HOUSTON, Sept. 3, 2013 Out of the test-tube, onto your jeans? How about your patio deck?
A researcher from the University of Houston has turned his nanotechnology research into reality, launching a nanotech manufacturing company in the University's Energy Research Park.
C-Voltaics will manufacture the coatings, designed to protect fabric, wood, glass and a variety of other products from water, stains, dust and other environmental hazards.
"After you wash your jeans, the color starts to fade. It means you can keep your jeans looking better, longer," Seamus "Shay" Curran, director of UH's Institute for NanoEnergy, said. "Or you might have a very nice white blouse, but the minute you get ketchup or wine on it, you know you're going to have to throw it out.
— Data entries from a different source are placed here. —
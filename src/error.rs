use thiserror::Error;

#[derive(Error, Debug)]
pub enum SkatError {
    #[error("Not found: {0}")]
    NotFound(String),

    #[error("Invalid input: {0}")]
    InvalidInput(String),

    #[error("Data inconsistency: {0}")]
    DataInconsistency(String),

    #[error("No data: {0}")]
    NoData(String),

    #[error("Out of range: {0}")]
    Overflow(String),

    #[error("Failed to replace {path}: {source}")]
    Persist {
        path: String,
        source: std::io::Error,
    },

    #[error("IO error: {0}")]
    Io(#[from] std::io::Error),

    #[error("CSV error: {0}")]
    Csv(#[from] csv::Error),

    #[error("Excel error: {0}")]
    Excel(#[from] rust_xlsxwriter::XlsxError),
}

impl SkatError {
    /// Whether the caller can recover by asking for another key
    pub fn is_not_found(&self) -> bool {
        matches!(self, SkatError::NotFound(_))
    }

    pub(crate) fn overflow(what: &str) -> Self {
        SkatError::Overflow(format!("{} does not fit into the score range", what))
    }
}

pub type Result<T> = std::result::Result<T, SkatError>;
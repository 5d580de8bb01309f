use super::player::PlayerId;
use chrono::NaiveDateTime;
use serde::{Deserialize, Serialize};

pub type SeriesId = u32;

/// One tournament round, played on a given date by its roster
#[derive(Debug, Clone, PartialEq, Eq, Serialize, Deserialize)]
pub struct Series {
    pub id: SeriesId,
    pub name: String,
    pub date: NaiveDateTime,
    pub remarks: String,
    pub player_ids: Vec<PlayerId>,
}

impl Series {
    /// Add players to the roster, keeping first-insertion order and skipping duplicates
    pub fn add_players(&mut self, player_ids: &[PlayerId]) {
        for &id in player_ids {
            if !self.player_ids.contains(&id) {
                self.player_ids.push(id);
            }
        }
    }

    pub fn remove_players(&mut self, player_ids: &[PlayerId]) {
        self.player_ids.retain(|id| !player_ids.contains(id));
    }

    pub fn has_player(&self, player_id: PlayerId) -> bool {
        self.player_ids.contains(&player_id)
    }
}

#[derive(Debug, Clone, PartialEq, Eq)]
pub struct NewSeries {
    pub name: String,
    pub date: NaiveDateTime,
    pub remarks: String,
}

impl NewSeries {
    pub fn new(name: impl Into<String>, date: NaiveDateTime) -> Self {
        Self {
            name: name.into(),
            date,
            remarks: String::new(),
        }
    }

    pub fn with_remarks(mut self, remarks: impl Into<String>) -> Self {
        self.remarks = remarks.into();
        self
    }

    pub fn into_series(self, id: SeriesId) -> Series {
        Series {
            id,
            name: self.name,
            date: self.date,
            remarks: self.remarks,
            player_ids: Vec::new(),
        }
    }
}

#[derive(Debug, Clone, Default)]
pub struct SeriesUpdate {
    pub name: Option<String>,
    pub date: Option<NaiveDateTime>,
    pub remarks: Option<String>,
}

impl SeriesUpdate {
    pub fn apply(self, series: &mut Series) {
        if let Some(name) = self.name {
            series.name = name;
        }
        if let Some(date) = self.date {
            series.date = date;
        }
        if let Some(remarks) = self.remarks {
            series.remarks = remarks;
        }
    }
}

#[cfg(test)]
mod tests {
    use super::*;
    use chrono::NaiveDate;

    fn series() -> Series {
        let date = NaiveDate::from_ymd_opt(2024, 2, 4)
            .unwrap()
            .and_hms_opt(19, 0, 0)
            .unwrap();
        NewSeries::new("Nr1", date).into_series(1)
    }

    #[test]
    fn test_roster_union_suppresses_duplicates() {
        let mut s = series();
        s.add_players(&[1, 4, 6]);
        s.add_players(&[4, 2, 2]);
        assert_eq!(s.player_ids, vec![1, 4, 6, 2]);
    }

    #[test]
    fn test_roster_difference() {
        let mut s = series();
        s.add_players(&[1, 4, 6]);
        s.remove_players(&[4, 6, 9]);
        assert_eq!(s.player_ids, vec![1]);
        assert!(s.has_player(1));
        assert!(!s.has_player(4));
    }

    #[test]
    fn test_update_keeps_date_when_absent() {
        let mut s = series();
        let date = s.date;
        SeriesUpdate {
            name: Some("abc".to_string()),
            ..Default::default()
        }
        .apply(&mut s);
        assert_eq!(s.name, "abc");
        assert_eq!(s.date, date);
    }
}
You're not going to have to throw things away because of fading or stains."
The coatings, technically known as self-cleaning hydrophobic nano-coatings, are designed to repel the elements. Curran said they will be competitively priced.
"If you want to have a successful business, it's got to be better and cheaper," he said. "Consumers aren't going to pay for it if it's not."
UH is a shareholder in C-Voltaics, which Chief Energy Officer Ramanan Krishnamoorti said is the first nanotechnology company to be spun off from the University.
Curran developed the coatings in conjunction with his work on portable, solar-powered generators. Solar panels work most efficiently if their surfaces are clean, and the coating acts as a protective barrier against dust, pollen, water and other pollutants.
His solar-powered generator, known as the Storm Cell, also is licensed to C-Voltaics, but Curran said the company will first focus on producing the coatings.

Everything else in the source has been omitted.